START Data for this exercise

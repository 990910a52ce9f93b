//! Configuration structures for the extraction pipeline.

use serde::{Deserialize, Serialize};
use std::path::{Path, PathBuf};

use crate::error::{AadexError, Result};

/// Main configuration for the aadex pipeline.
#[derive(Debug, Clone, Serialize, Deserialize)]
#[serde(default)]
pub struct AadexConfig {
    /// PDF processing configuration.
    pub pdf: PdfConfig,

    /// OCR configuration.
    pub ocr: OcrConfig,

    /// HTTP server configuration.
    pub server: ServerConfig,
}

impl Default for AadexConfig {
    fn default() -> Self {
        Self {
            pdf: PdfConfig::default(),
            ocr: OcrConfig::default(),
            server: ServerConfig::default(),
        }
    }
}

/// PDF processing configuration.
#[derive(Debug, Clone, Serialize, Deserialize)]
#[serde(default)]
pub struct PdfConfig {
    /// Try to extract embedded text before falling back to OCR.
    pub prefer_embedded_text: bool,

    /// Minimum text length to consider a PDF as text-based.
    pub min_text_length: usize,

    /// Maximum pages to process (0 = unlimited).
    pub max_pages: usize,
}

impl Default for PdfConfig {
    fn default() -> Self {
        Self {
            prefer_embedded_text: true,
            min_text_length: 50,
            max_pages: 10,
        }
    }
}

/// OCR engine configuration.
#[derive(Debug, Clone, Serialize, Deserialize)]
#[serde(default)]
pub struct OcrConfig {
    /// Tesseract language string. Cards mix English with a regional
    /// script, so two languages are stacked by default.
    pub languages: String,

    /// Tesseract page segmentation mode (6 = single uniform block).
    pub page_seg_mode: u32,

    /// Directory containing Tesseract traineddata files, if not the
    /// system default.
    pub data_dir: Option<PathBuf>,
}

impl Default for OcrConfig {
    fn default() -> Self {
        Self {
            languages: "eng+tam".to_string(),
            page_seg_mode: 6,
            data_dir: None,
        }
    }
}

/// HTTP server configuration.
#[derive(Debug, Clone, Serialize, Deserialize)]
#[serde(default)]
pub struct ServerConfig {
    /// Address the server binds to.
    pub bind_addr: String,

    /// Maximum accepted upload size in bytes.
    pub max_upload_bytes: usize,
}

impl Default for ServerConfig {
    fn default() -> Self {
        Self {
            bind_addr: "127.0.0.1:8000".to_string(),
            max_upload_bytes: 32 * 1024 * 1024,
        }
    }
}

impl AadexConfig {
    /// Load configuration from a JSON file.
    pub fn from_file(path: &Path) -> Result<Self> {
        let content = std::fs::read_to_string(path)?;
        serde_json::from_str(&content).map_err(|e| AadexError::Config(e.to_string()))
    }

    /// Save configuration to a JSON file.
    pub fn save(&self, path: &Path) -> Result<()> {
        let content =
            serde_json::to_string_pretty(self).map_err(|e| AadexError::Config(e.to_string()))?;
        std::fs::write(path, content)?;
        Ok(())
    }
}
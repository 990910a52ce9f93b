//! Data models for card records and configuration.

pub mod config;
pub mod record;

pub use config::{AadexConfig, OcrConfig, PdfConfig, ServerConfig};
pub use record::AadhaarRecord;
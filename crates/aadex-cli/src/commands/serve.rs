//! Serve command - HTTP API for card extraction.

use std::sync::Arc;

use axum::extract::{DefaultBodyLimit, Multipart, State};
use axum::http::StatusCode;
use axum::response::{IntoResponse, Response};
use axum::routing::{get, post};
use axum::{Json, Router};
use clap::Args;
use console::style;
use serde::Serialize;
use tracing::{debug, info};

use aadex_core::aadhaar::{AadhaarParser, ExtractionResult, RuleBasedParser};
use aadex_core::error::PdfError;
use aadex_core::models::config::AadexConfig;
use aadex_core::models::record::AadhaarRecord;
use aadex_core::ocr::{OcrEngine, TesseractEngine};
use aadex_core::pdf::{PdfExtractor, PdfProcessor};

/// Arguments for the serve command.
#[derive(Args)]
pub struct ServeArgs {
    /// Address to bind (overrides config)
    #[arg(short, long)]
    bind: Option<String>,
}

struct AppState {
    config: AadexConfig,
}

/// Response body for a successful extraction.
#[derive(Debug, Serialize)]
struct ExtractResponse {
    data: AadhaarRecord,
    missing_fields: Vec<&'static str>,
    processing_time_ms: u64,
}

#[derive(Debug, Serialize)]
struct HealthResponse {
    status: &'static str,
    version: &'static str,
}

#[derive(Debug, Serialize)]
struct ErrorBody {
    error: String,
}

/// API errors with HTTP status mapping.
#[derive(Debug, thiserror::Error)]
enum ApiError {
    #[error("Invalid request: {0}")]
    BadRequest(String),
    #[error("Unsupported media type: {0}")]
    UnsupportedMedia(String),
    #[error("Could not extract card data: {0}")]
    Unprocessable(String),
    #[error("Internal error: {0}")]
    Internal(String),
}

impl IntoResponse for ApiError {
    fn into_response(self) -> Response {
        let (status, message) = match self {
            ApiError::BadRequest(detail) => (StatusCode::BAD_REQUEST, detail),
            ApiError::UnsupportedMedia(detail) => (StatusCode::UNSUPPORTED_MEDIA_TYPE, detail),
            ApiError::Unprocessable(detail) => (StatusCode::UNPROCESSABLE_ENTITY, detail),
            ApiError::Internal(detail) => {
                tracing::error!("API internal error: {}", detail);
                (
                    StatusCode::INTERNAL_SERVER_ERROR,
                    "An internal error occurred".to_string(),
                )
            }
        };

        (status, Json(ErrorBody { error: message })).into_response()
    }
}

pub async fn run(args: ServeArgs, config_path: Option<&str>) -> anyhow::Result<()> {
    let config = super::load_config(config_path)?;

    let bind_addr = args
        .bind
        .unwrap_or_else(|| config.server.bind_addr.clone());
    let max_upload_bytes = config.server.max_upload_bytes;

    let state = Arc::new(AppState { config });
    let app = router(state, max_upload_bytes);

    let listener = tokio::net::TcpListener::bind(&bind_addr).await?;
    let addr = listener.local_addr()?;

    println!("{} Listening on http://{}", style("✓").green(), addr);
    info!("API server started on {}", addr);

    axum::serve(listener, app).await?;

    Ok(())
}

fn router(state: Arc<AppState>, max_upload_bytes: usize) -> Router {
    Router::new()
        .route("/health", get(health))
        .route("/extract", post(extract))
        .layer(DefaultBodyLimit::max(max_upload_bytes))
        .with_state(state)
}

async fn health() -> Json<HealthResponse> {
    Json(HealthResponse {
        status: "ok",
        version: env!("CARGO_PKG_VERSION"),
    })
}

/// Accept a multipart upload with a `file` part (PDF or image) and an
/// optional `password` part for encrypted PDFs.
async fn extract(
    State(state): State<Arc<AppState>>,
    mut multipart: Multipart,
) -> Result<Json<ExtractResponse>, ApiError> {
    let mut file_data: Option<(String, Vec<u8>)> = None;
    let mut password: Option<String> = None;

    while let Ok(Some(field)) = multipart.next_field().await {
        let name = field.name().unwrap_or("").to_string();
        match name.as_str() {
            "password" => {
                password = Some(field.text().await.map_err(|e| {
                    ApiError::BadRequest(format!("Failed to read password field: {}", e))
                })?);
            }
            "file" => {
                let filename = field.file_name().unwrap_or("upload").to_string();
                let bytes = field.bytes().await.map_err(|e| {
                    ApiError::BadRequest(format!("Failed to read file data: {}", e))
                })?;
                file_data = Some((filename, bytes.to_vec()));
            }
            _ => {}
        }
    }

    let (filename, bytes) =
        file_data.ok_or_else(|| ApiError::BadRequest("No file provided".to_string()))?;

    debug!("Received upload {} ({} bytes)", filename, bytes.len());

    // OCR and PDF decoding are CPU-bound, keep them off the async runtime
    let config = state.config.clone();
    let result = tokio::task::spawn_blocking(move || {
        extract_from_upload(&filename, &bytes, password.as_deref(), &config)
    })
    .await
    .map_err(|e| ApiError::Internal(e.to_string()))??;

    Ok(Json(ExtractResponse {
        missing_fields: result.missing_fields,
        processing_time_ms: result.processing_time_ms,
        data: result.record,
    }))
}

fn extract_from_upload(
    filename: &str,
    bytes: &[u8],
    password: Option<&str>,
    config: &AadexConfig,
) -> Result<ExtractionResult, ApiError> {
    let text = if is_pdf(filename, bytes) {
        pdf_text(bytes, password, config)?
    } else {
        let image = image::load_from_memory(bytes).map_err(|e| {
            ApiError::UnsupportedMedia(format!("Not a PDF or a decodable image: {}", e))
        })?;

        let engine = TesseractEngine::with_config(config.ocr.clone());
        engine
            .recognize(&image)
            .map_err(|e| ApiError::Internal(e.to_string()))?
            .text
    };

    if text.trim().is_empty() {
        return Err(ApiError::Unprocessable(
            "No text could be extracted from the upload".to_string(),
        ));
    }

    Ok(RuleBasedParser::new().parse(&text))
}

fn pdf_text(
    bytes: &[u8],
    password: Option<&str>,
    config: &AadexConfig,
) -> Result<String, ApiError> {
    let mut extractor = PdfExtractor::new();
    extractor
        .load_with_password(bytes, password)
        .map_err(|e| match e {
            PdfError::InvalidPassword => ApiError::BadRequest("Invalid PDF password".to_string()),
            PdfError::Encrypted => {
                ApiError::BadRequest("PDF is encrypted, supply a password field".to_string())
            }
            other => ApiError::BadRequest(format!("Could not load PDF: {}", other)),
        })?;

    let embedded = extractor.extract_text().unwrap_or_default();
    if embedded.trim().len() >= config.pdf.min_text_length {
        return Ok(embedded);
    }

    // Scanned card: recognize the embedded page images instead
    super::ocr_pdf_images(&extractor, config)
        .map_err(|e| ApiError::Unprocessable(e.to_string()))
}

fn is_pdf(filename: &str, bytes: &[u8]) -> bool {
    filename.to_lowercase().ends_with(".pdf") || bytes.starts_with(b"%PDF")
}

END Data for this exercise

## Exercise directions
Answer with nothing but the count of lines in the entries that hold the word "StatusCode".

## Solution to the problem
5